Meski siaran televisi digital menjanjikan berbagai kemanfaatan, dibutuhkan perencanaan yang
meliputi berbagai aspek agar dapat membawa kemanfaatan bagi seluruh masyarakat Indonesia.
Jika siaran televisi digital hanya dipahami sebagai proses menambahkan STB pada perangkat
televisi, hal tersebut dapat dilakukan dengan mudah di wilayah-wilayah yang selama ini telah
menerima siaran televisi analog dengan baik. Bagaimana dengan wilayah yang hingga saat ini
belum dapat menerima sama sekali siaran televisi FTA? Bagaimana dengan kelompok
masyarakat kurang mampu yang tidak dapat membeli STB?

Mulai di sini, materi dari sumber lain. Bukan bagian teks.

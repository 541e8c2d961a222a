//! Vehicle movement validation tests

use city_designer::city::{Point2D, Position, Road, Vehicle, VehicleUpdateResult};

fn straight_vehicle(length: i32, speed: f32) -> Vehicle {
    Vehicle::on_road(&Road::new(Point2D::new(0, 0), Point2D::new(length, 0)), speed)
}

#[test]
fn test_vehicle_starts_at_path_start() {
    let vehicle = straight_vehicle(100, 20.0);
    assert_eq!(vehicle.position, Position::new(0.0, 5.0, 0.0));
    assert_eq!(vehicle.path_index, 0);
    assert!((vehicle.direction.length() - 1.0).abs() < 1e-5);
    assert_eq!(vehicle.direction, Position::new(1.0, 0.0, 0.0));
}

#[test]
fn test_vehicle_loops_back_to_start() {
    let mut vehicle = straight_vehicle(100, 20.0);
    let dt = 0.1;

    let mut ticks = 0;
    let mut result = VehicleUpdateResult::Continue;
    while result != VehicleUpdateResult::LoopedToStart && ticks < 1000 {
        result = vehicle.update(dt);
        ticks += 1;
    }

    assert_eq!(result, VehicleUpdateResult::LoopedToStart);
    // 100 units at 20 units/s takes at most 5 s, less the 5-unit threshold
    let elapsed = ticks as f32 * dt;
    assert!(elapsed <= 5.0 + dt, "took {}s", elapsed);
    assert!(elapsed >= 4.5 - dt, "took {}s", elapsed);

    assert_eq!(vehicle.position, vehicle.path[0]);
    assert_eq!(vehicle.path_index, 0);
    assert_eq!(vehicle.direction, Position::new(1.0, 0.0, 0.0));
}

#[test]
fn test_large_step_does_not_overshoot_forever() {
    let mut vehicle = straight_vehicle(100, 30.0);
    // One step carries the vehicle well past the end
    assert_eq!(vehicle.update(10.0), VehicleUpdateResult::LoopedToStart);
    assert_eq!(vehicle.position, vehicle.path[0]);
}

#[test]
fn test_multi_waypoint_path() {
    let path = vec![
        Position::new(0.0, 5.0, 0.0),
        Position::new(50.0, 5.0, 0.0),
        Position::new(50.0, 5.0, 50.0),
    ];
    let mut vehicle = Vehicle::new(path, 25.0);

    let mut advanced = Vec::new();
    for _ in 0..100 {
        match vehicle.update(0.1) {
            VehicleUpdateResult::AdvancedWaypoint(index) => advanced.push(index),
            VehicleUpdateResult::LoopedToStart => break,
            _ => {}
        }
    }

    assert_eq!(advanced, vec![1]);
    assert_eq!(vehicle.position, Position::new(0.0, 5.0, 0.0));
}

#[test]
fn test_direction_turns_at_waypoint() {
    let path = vec![
        Position::new(0.0, 5.0, 0.0),
        Position::new(10.0, 5.0, 0.0),
        Position::new(10.0, 5.0, 100.0),
    ];
    let mut vehicle = Vehicle::new(path, 10.0);

    let result = vehicle.update(0.6);
    assert_eq!(result, VehicleUpdateResult::AdvancedWaypoint(1));
    assert!((vehicle.direction.length() - 1.0).abs() < 1e-5);
    assert!(vehicle.direction.z > 0.9);
}

#[test]
fn test_short_path_is_idle() {
    let mut empty = Vehicle::new(Vec::new(), 20.0);
    assert_eq!(empty.update(1.0), VehicleUpdateResult::Idle);

    let mut single = Vehicle::new(vec![Position::new(3.0, 5.0, 4.0)], 20.0);
    assert_eq!(single.update(1.0), VehicleUpdateResult::Idle);
    assert_eq!(single.position, Position::new(3.0, 5.0, 4.0));
}

#[test]
fn test_zero_length_road_never_produces_nan() {
    let mut vehicle = Vehicle::on_road(&Road::new(Point2D::new(7, 7), Point2D::new(7, 7)), 25.0);
    assert_eq!(vehicle.direction, Position::default());

    for _ in 0..10 {
        vehicle.update(0.1);
        assert!(!vehicle.position.x.is_nan());
        assert!(!vehicle.position.z.is_nan());
        assert!(!vehicle.angle().is_nan());
    }
    assert_eq!(vehicle.position, Position::new(7.0, 5.0, 7.0));
}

Selain sosialisasi teknis penyiaran digital, pemerintah perlu memublikasikan secara transparan
berbagai rancangan regulasi, tahapan perencanaan, maupun kemajuan implementasi di berbagai
wilayah. Bahkan, pemerintah perlu membentuk tim kerja atau gugus tugas agar dapat merespons
dengan cepat berbagai masukan dari masyarakat. Dalam proses transisi sistem penyiaran, Komisi
Penyiaran Indonesia (KPI) sebagai perwujudan peran serta masyarakat dalam bidang penyiaran
perlu memberikan pemahaman yang komprehensif agar masyarakat dapat memahami
kemanfaatan maupun tantangan siaran televisi digital.
Masyarakat harus didorong untuk berpartisipasi. Mulai proses perencanaan, mengawasi setiap
tahapan pelaksanaan, hingga memberikan masukan kepada pemerintah. KPI pusat maupun
daerah perlu berkolaborasi dengan berbagai pihak dan menjadi ruang publik (public sphere) di
mana seluruh pemangku kepentingan dapat menyampaikan masukan terkait proses digitalisasi
penyiaran.
Efisiensi pengelolaan infrastruktur dan berbagai kemanfaatan penyiaran digital harus disertai
dengan kebijakan yang memungkinkan industri penyiaran tumbuh dan berkembang di seluruh
wilayah Indonesia. Dengan begitu, semua masyarakat dari Sabang sampai Merauke dapat
menikmati informasi dan hiburan yang berkualitas melalui siaran televisi secara gratis.